/// Wait until `confirmations` reads show `changes` already applied.
async fn await_propagation<S: PolicyStore + ?Sized>(
    store: &S,
    check: &PropagationCheck,
    resource: &str,
    changes: &[PolicyChange],
    ctx: &CallContext,
) -> Result<()> {
    let mut wait = check.initial_wait;
    let mut seen = 0;
    while seen < check.confirmations {
        if wait > check.max_wait {
            return Err(Error::NotPropagated(resource.to_string()));
        }
        ctx.sleep(wait).await?;
        match store.get_policy(resource, ctx).await {
            Ok(current) if merge(&current, changes).same_bindings(&current) => seen += 1,
            Ok(_) => {
                tracing::debug!("change to {} not visible yet, next read in {:?}", resource, wait * 2);
                wait *= 2;
            }
            // Reads are quota-limited; back off instead of failing.
            Err(err) if err.is_transient() => wait *= 2,
            Err(err) => return Err(err),
        }
    }
    Ok(())
}

// =========================================================================
// Cycles in flight
// =========================================================================

/// Changes that ride on one cycle, each with the caller that asked for it.
type Unit = Vec<(PolicyChange, CallContext)>;

struct Joined {
    unit: Unit,
    reply: oneshot::Sender<Result<MutationOutcome>>,
}

enum Slot {
    Lead,
    Wait(oneshot::Receiver<Result<MutationOutcome>>),
}

/// Resources with a cycle running in this process, and the changes waiting
/// to be merged into it.
#[derive(Default)]
struct InFlight {
    waiting: Mutex<HashMap<String, Vec<Joined>>>,
}

impl InFlight {
    fn waiting(&self) -> MutexGuard<'_, HashMap<String, Vec<Joined>>> {
        self.waiting.lock().unwrap_or_else(|poisoned| poisoned.into_inner())
    }

    fn claim(&self, resource: &str, unit: &Unit) -> Slot {
        let mut waiting = self.waiting();
        match waiting.get_mut(resource) {
            Some(queue) => {
                let (reply, rx) = oneshot::channel();
                queue.push(Joined {
                    unit: unit.clone(),
                    reply,
                });
                Slot::Wait(rx)
            }
            None => {
                waiting.insert(resource.to_string(), Vec::new());
                Slot::Lead
            }
        }
    }

    fn drain(&self, resource: &str) -> Vec<Joined> {
        self.waiting()
            .get_mut(resource)
            .map(std::mem::take)
            .unwrap_or_default()
    }

    /// End the cycle; changes that missed it go back to `claim`.
    fn release(&self, resource: &str) {
        let missed = self.waiting().remove(resource).unwrap_or_default();
        if !missed.is_empty() {
            tracing::debug!("{} change set(s) for {} missed the cycle", missed.len(), resource);
        }
    }
}

struct Leadership<'a> {
    inflight: &'a InFlight,
    resource: &'a str,
}

impl Drop for Leadership<'_> {
    fn drop(&mut self) {
        self.inflight.release(self.resource);
    }
}

/// Store, budgets, and the cycles this process has in flight.
struct CycleRunner<S: PolicyStore> {
    store: Arc<S>,
    retry: RetryPolicy,
    propagation: Option<PropagationCheck>,
    inflight: Arc<InFlight>,
}

impl<S: PolicyStore> Clone for CycleRunner<S> {
    fn clone(&self) -> Self {
        Self {
            store: self.store.clone(),
            retry: self.retry.clone(),
            propagation: self.propagation.clone(),
            inflight: self.inflight.clone(),
        }
    }
}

■ ■ ■ ■

**WHAT THE TASK REQUIRES:** Quote all the records. Keep every word exact.

**EXERCISE RESULT:**
/// Wait until `confirmations` reads show `changes` already applied.
async fn await_propagation<S: PolicyStore + ?Sized>(
    store: &S,
    check: &PropagationCheck,
    resource: &str,
    changes: &[PolicyChange],
    ctx: &CallContext,
) -> Result<()> {
    let mut wait = check.initial_wait;
    let mut seen = 0;
    while seen < check.confirmations {
        if wait > check.max_wait {
            return Err(Error::NotPropagated(resource.to_string()));
        }
        ctx.sleep(wait).await?;
        match store.get_policy(resource, ctx).await {
            Ok(current) if merge(&current, changes).same_bindings(&current) => seen += 1,
            Ok(_) => {
                tracing::debug!("change to {} not visible yet, next read in {:?}", resource, wait * 2);
                wait *= 2;
            }
            // Reads are quota-limited; back off instead of failing.
            Err(err) if err.is_transient() => wait *= 2,
            Err(err) => return Err(err),
        }
    }
    Ok(())
}

// =========================================================================
// Cycles in flight
// =========================================================================

/// Changes that ride on one cycle, each with the caller that asked for it.
type Unit = Vec<(PolicyChange, CallContext)>;

struct Joined {
    unit: Unit,
    reply: oneshot::Sender<Result<MutationOutcome>>,
}

enum Slot {
    Lead,
    Wait(oneshot::Receiver<Result<MutationOutcome>>),
}

/// Resources with a cycle running in this process, and the changes waiting
/// to be merged into it.
#[derive(Default)]
struct InFlight {
    waiting: Mutex<HashMap<String, Vec<Joined>>>,
}

impl InFlight {
    fn waiting(&self) -> MutexGuard<'_, HashMap<String, Vec<Joined>>> {
        self.waiting.lock().unwrap_or_else(|poisoned| poisoned.into_inner())
    }

    fn claim(&self, resource: &str, unit: &Unit) -> Slot {
        let mut waiting = self.waiting();
        match waiting.get_mut(resource) {
            Some(queue) => {
                let (reply, rx) = oneshot::channel();
                queue.push(Joined {
                    unit: unit.clone(),
                    reply,
                });
                Slot::Wait(rx)
            }
            None => {
                waiting.insert(resource.to_string(), Vec::new());
                Slot::Lead
            }
        }
    }

    fn drain(&self, resource: &str) -> Vec<Joined> {
        self.waiting()
            .get_mut(resource)
            .map(std::mem::take)
            .unwrap_or_default()
    }

    /// End the cycle; changes that missed it go back to `claim`.
    fn release(&self, resource: &str) {
        let missed = self.waiting().remove(resource).unwrap_or_default();
        if !missed.is_empty() {
            tracing::debug!("{} change set(s) for {} missed the cycle", missed.len(), resource);
        }
    }
}

struct Leadership<'a> {
    inflight: &'a InFlight,
    resource: &'a str,
}

impl Drop for Leadership<'_> {
    fn drop(&mut self) {
        self.inflight.release(self.resource);
    }
}

/// Store, budgets, and the cycles this process has in flight.
struct CycleRunner<S: PolicyStore> {
    store: Arc<S>,
    retry: RetryPolicy,
    propagation: Option<PropagationCheck>,
    inflight: Arc<InFlight>,
}

impl<S: PolicyStore> Clone for CycleRunner<S> {
    fn clone(&self) -> Self {
        Self {
            store: self.store.clone(),
            retry: self.retry.clone(),
            propagation: self.propagation.clone(),
            inflight: self.inflight.clone(),
        }
    }
}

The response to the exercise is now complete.